### Task objective:
Of the lines listed below, return exactly those that run from the line containing "filename crates/safy-domain/src/lib.rs" through the line containing "pub use session::*;", both included.

### Data listing:

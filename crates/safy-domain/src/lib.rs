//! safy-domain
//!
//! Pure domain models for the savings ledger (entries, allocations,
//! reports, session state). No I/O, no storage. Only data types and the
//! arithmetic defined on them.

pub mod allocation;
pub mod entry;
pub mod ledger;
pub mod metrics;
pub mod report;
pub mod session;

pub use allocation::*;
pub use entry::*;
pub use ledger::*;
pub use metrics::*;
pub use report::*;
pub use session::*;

--

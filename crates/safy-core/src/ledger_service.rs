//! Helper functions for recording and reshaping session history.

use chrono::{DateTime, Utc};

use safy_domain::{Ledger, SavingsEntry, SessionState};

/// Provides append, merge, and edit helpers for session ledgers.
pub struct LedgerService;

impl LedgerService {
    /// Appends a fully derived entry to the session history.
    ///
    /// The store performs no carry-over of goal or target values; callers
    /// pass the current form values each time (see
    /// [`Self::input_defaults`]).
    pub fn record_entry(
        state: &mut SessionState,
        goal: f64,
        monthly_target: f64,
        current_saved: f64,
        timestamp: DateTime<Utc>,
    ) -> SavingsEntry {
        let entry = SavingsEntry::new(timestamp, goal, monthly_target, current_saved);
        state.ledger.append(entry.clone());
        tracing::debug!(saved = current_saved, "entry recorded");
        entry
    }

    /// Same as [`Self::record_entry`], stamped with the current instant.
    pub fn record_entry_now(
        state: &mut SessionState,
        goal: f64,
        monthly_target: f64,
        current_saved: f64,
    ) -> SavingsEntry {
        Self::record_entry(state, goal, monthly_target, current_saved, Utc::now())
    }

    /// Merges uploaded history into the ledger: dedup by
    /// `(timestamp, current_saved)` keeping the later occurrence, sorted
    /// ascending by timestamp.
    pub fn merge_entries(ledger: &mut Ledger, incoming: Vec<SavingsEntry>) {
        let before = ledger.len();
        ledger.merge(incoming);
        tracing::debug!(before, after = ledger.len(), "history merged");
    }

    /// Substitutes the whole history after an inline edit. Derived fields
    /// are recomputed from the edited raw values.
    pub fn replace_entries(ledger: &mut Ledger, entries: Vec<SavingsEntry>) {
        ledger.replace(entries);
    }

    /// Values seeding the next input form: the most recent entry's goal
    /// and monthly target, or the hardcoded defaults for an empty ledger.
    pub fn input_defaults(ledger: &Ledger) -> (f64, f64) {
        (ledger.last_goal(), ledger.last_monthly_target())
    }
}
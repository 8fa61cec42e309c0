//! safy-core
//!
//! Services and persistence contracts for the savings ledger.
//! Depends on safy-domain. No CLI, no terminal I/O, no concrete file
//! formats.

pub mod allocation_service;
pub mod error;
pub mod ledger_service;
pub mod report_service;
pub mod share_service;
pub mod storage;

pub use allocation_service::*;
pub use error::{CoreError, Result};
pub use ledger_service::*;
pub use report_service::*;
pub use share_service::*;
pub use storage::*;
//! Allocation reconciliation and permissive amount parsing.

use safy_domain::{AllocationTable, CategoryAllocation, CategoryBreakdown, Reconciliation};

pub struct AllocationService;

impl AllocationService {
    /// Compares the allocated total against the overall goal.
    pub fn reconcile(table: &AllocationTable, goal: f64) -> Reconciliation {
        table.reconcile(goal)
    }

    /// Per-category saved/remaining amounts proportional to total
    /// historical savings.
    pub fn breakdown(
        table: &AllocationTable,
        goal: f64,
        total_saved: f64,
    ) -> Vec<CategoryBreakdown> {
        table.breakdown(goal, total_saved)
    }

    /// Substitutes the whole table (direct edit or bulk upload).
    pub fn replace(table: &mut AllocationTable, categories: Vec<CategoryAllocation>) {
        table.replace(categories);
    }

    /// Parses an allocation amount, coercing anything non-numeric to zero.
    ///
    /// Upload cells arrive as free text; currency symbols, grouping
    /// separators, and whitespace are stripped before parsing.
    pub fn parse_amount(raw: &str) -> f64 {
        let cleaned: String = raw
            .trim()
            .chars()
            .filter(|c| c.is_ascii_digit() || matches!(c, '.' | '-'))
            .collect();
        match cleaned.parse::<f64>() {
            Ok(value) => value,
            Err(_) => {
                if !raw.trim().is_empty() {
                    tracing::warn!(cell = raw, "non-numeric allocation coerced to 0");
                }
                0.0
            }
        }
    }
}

### Your solution:
filename crates/safy-domain/src/lib.rs
//! safy-domain
//!
//! Pure domain models for the savings ledger (entries, allocations,
//! reports, session state). No I/O, no storage. Only data types and the
//! arithmetic defined on them.

pub mod allocation;
pub mod entry;
pub mod ledger;
pub mod metrics;
pub mod report;
pub mod session;

pub use allocation::*;
pub use entry::*;
pub use ledger::*;
pub use metrics::*;
pub use report::*;
pub use session::*;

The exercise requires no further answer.